Monday, February 06, 2012

A Matchbox World Where Anything Goes




One of the great prejudices about a play-based curriculum, the great insult that is hurled like those latter day Marie Antoinettes shouting "get a job" at Occupy Wall Street protesters, is that what we do is simply "anything goes."


"Anything" never "goes" in a community, but getting there, to a place in which we live together with mutual respect, doesn't require the kind of hierarchic authoritarianism critics too often assume is necessary in order to control young children. Respect is not something one commands from children, but rather something one earns by first respecting them.


For the past several years, I've been risking my boyhood Matchbox car collection on the alter of my faith in the ability of children to behave respectfully, even when, it seems, anything goes. I tell them the truth, that these are special toys, that I don't want the many small parts to get lost, that I don't want them to crash the cars together.

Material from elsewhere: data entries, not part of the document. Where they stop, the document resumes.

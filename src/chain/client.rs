//! HTTP client for the Theta bridge RPC, EVM RPC and price API.
//!
//! Block fetches go to the primary bridge endpoint first and fall over to the
//! backup on any failure. `eth_call` tries each configured EVM endpoint in
//! order. Only when every endpoint has failed does an error reach the caller.

use std::time::Duration;

use alloy_primitives::{hex, Address, U256};
use async_trait::async_trait;
use log::{debug, warn};
use serde::de::DeserializeOwned;
use serde::Deserialize;
use serde_json::json;

use super::types::RawBlock;
use super::{ChainError, ChainReader, ProposalData, ThetaBlock, EARLIEST_BLOCK};
use crate::abi::{self, ParamType, Token};
use crate::config::IndexerConfig;
use crate::util::u256_to_i64;

const PRICE_TIMEOUT: Duration = Duration::from_secs(30);

/// Return layout of the governance contract's `proposals(uint256)` view.
const PROPOSAL_RETURNS: [ParamType; 9] = [
    ParamType::Uint256, // id
    ParamType::Address, // proposer
    ParamType::Uint256, // startTime
    ParamType::Uint256, // endTime
    ParamType::Uint256, // proposaltFuelRewardInfo
    ParamType::Uint256, // proposalTokenRewardInfo
    ParamType::Address, // rewardToken
    ParamType::Bool,    // canceled
    ParamType::String,  // description
];

#[derive(Debug, Deserialize)]
struct RpcEnvelope<T> {
    result: Option<T>,
    error: Option<RpcErrorBody>,
}

#[derive(Debug, Deserialize)]
struct RpcErrorBody {
    message: String,
}

#[derive(Debug, Deserialize)]
struct PriceFeed {
    body: Vec<PriceEntry>,
}

#[derive(Debug, Deserialize)]
struct PriceEntry {
    #[serde(rename = "_id")]
    id: String,
    price: f64,
}

pub struct ThetaClient {
    http: reqwest::Client,
    bridge_url: String,
    bridge_fallback_url: String,
    eth_urls: Vec<String>,
    price_url: String,
}

impl ThetaClient {
    pub fn new(config: &IndexerConfig) -> anyhow::Result<Self> {
        anyhow::ensure!(
            !config.eth_rpc_urls.is_empty(),
            "at least one EVM RPC url is required"
        );
        let http = reqwest::Client::builder()
            .timeout(Duration::from_millis(config.rpc_timeout_ms))
            .build()?;
        Ok(ThetaClient {
            http,
            bridge_url: config.bridge_rpc_url.clone(),
            bridge_fallback_url: config.bridge_fallback_rpc_url.clone(),
            eth_urls: config.eth_rpc_urls.clone(),
            price_url: config.price_api_url.clone(),
        })
    }

    async fn rpc<T: DeserializeOwned>(
        &self,
        url: &str,
        method: &str,
        params: serde_json::Value,
    ) -> Result<RpcEnvelope<T>, ChainError> {
        let body = json!({
            "jsonrpc": "2.0",
            "id": 1,
            "method": method,
            "params": params,
        });
        let response = self.http.post(url).json(&body).send().await?;
        Ok(response.json().await?)
    }

    /// `Ok(None)` means this endpoint has no such block (yet); the caller
    /// decides whether to fall over or treat the height as out of range.
    async fn fetch_block(&self, url: &str, height: u64) -> Result<Option<RawBlock>, ChainError> {
        let params = json!([{ "height": height.to_string() }]);
        let envelope: RpcEnvelope<RawBlock> =
            self.rpc(url, "theta.GetBlockByHeight", params).await?;
        if let Some(error) = envelope.error {
            debug!("bridge rpc error for block {}: {}", height, error.message);
            return Ok(None);
        }
        Ok(envelope
            .result
            .filter(|raw| raw.height.as_deref().map_or(false, |h| !h.is_empty())))
    }

    async fn eth_call(&self, to: &str, data: &[u8]) -> Result<Vec<u8>, ChainError> {
        let params = json!([
            { "to": to, "data": format!("0x{}", hex::encode(data)) },
            "latest",
        ]);
        let mut last_error = String::from("no EVM RPC url configured");
        for url in &self.eth_urls {
            match self.rpc::<String>(url, "eth_call", params.clone()).await {
                Ok(envelope) => match (envelope.result, envelope.error) {
                    (Some(output), _) => {
                        return hex::decode(&output).map_err(|_| {
                            ChainError::BadResponse("eth_call output is not hex".to_string())
                        });
                    }
                    (None, Some(error)) => last_error = error.message,
                    (None, None) => last_error = "empty eth_call response".to_string(),
                },
                Err(err) => {
                    warn!("eth_call via {} failed: {}", url, err);
                    last_error = err.to_string();
                }
            }
        }
        Err(ChainError::CallFailed(last_error))
    }

    async fn view_call(
        &self,
        contract: &str,
        signature: &str,
        proposal_id: u64,
        returns: &[ParamType],
    ) -> Result<Vec<Token>, ChainError> {
        let mut call = abi::selector(signature).to_vec();
        call.extend(abi::encode(&[Token::Uint(U256::from(proposal_id))]));
        let output = self.eth_call(contract, &call).await?;
        abi::decode(returns, &output)
            .map_err(|e| ChainError::BadResponse(format!("{}: {}", signature, e)))
    }
}

fn uint_field(tokens: &[Token], index: usize) -> Result<U256, ChainError> {
    tokens[index]
        .as_uint()
        .ok_or_else(|| ChainError::BadResponse(format!("return field {} is not a uint", index)))
}

fn small_uint_field(tokens: &[Token], index: usize) -> Result<i64, ChainError> {
    u256_to_i64(uint_field(tokens, index)?).map_err(|e| ChainError::BadResponse(e.to_string()))
}

fn address_field(tokens: &[Token], index: usize) -> Result<Address, ChainError> {
    tokens[index].as_address().ok_or_else(|| {
        ChainError::BadResponse(format!("return field {} is not an address", index))
    })
}

#[async_trait]
impl ChainReader for ThetaClient {
    async fn block_by_height(&self, height: u64) -> Result<ThetaBlock, ChainError> {
        if height < EARLIEST_BLOCK {
            return Err(ChainError::BlockOutOfRange {
                height,
                floor: EARLIEST_BLOCK,
            });
        }
        let raw = match self.fetch_block(&self.bridge_url, height).await {
            Ok(found) => found,
            Err(err) => {
                warn!("primary bridge rpc failed for block {}: {}", height, err);
                None
            }
        };
        let raw = match raw {
            Some(raw) => raw,
            None => self
                .fetch_block(&self.bridge_fallback_url, height)
                .await?
                .ok_or(ChainError::BlockOutOfRange {
                    height,
                    floor: EARLIEST_BLOCK,
                })?,
        };
        raw.into_block()
    }

    async fn proposal_data(
        &self,
        contract: &str,
        proposal_id: u64,
    ) -> Result<ProposalData, ChainError> {
        let tokens = self
            .view_call(contract, "proposals(uint256)", proposal_id, &PROPOSAL_RETURNS)
            .await?;
        let canceled = tokens[7]
            .as_bool()
            .ok_or_else(|| ChainError::BadResponse("return field 7 is not a bool".to_string()))?;
        let description = tokens[8]
            .as_string()
            .ok_or_else(|| ChainError::BadResponse("return field 8 is not a string".to_string()))?
            .to_string();

        let voting = self
            .view_call(
                contract,
                "getProposalVotingTokens(uint256)",
                proposal_id,
                &[ParamType::AddressArray],
            )
            .await?;
        let voting_tokens = voting[0]
            .as_address_array()
            .ok_or_else(|| {
                ChainError::BadResponse("voting tokens return is not address[]".to_string())
            })?
            .to_vec();

        Ok(ProposalData {
            id: small_uint_field(&tokens, 0)? as u64,
            proposer: address_field(&tokens, 1)?,
            start_time: small_uint_field(&tokens, 2)?,
            end_time: small_uint_field(&tokens, 3)?,
            tfuel_reward_info: uint_field(&tokens, 4)?,
            token_reward_info: uint_field(&tokens, 5)?,
            reward_token: address_field(&tokens, 6)?,
            canceled,
            description,
            voting_tokens,
        })
    }

    async fn tfuel_price_usd(&self) -> Result<f64, ChainError> {
        let feed: PriceFeed = self
            .http
            .get(&self.price_url)
            .timeout(PRICE_TIMEOUT)
            .send()
            .await?
            .json()
            .await?;
        feed.body
            .into_iter()
            .find(|entry| entry.id == "TFUEL")
            .map(|entry| entry.price)
            .ok_or(ChainError::PriceUnavailable)
    }
}

#[cfg(test)]
mod tests {
    use super::*;

    fn config() -> IndexerConfig {
        IndexerConfig {
            enable_indexer_env: true,
            bridge_rpc_url: "http://localhost:19888/rpc".to_string(),
            bridge_fallback_rpc_url: "http://localhost:19889/rpc".to_string(),
            eth_rpc_urls: vec!["http://localhost:19890/rpc".to_string()],
            price_api_url: "http://localhost:19891/price".to_string(),
            initial_block: EARLIEST_BLOCK,
            final_block: 0,
            database_url: String::new(),
            rpc_timeout_ms: 100,
            requeue_sleep: 1,
        }
    }

    // The floor check runs before any request is issued, so no endpoint is
    // needed here.
    #[tokio::test]
    async fn heights_below_the_floor_are_rejected() {
        let client = ThetaClient::new(&config()).unwrap();
        let err = client
            .block_by_height(EARLIEST_BLOCK - 1)
            .await
            .unwrap_err();
        match err {
            ChainError::BlockOutOfRange { height, floor } => {
                assert_eq!(height, EARLIEST_BLOCK - 1);
                assert_eq!(floor, EARLIEST_BLOCK);
            }
            other => panic!("unexpected error: {}", other),
        }
    }

    #[test]
    fn requires_an_evm_rpc_url() {
        let mut config = config();
        config.eth_rpc_urls.clear();
        assert!(ThetaClient::new(&config).is_err());
    }
}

I rarely put caveats on other toys, but have no qualms about doing so with these. I'm not commanding them: merely telling the truth about my feelings and expecting them to respect them.


You should see with what reverence the boys -- and it's mostly boys -- play with my cars, handling them carefully as they drive on the table where I expect them to remain, all the while making soft motor noises. It's not the usual wild, on your feet, zoom-zoom kind of play that our contemporary Hot Wheels evoke, but rather a nose-to-the-table kind of play that stimulates conversation, comparisons, and doll-house style dramatics. This isn't the result of being told what to do, but rather from being trusted to respect my feelings.


It's not a particularly large car collection by today's standards, but it's large enough. Whenever they come out, they draw a crowd, many of those boys spending an hour or more lost in the Matchbox world where I once lived, but can now only visit with them as my guide.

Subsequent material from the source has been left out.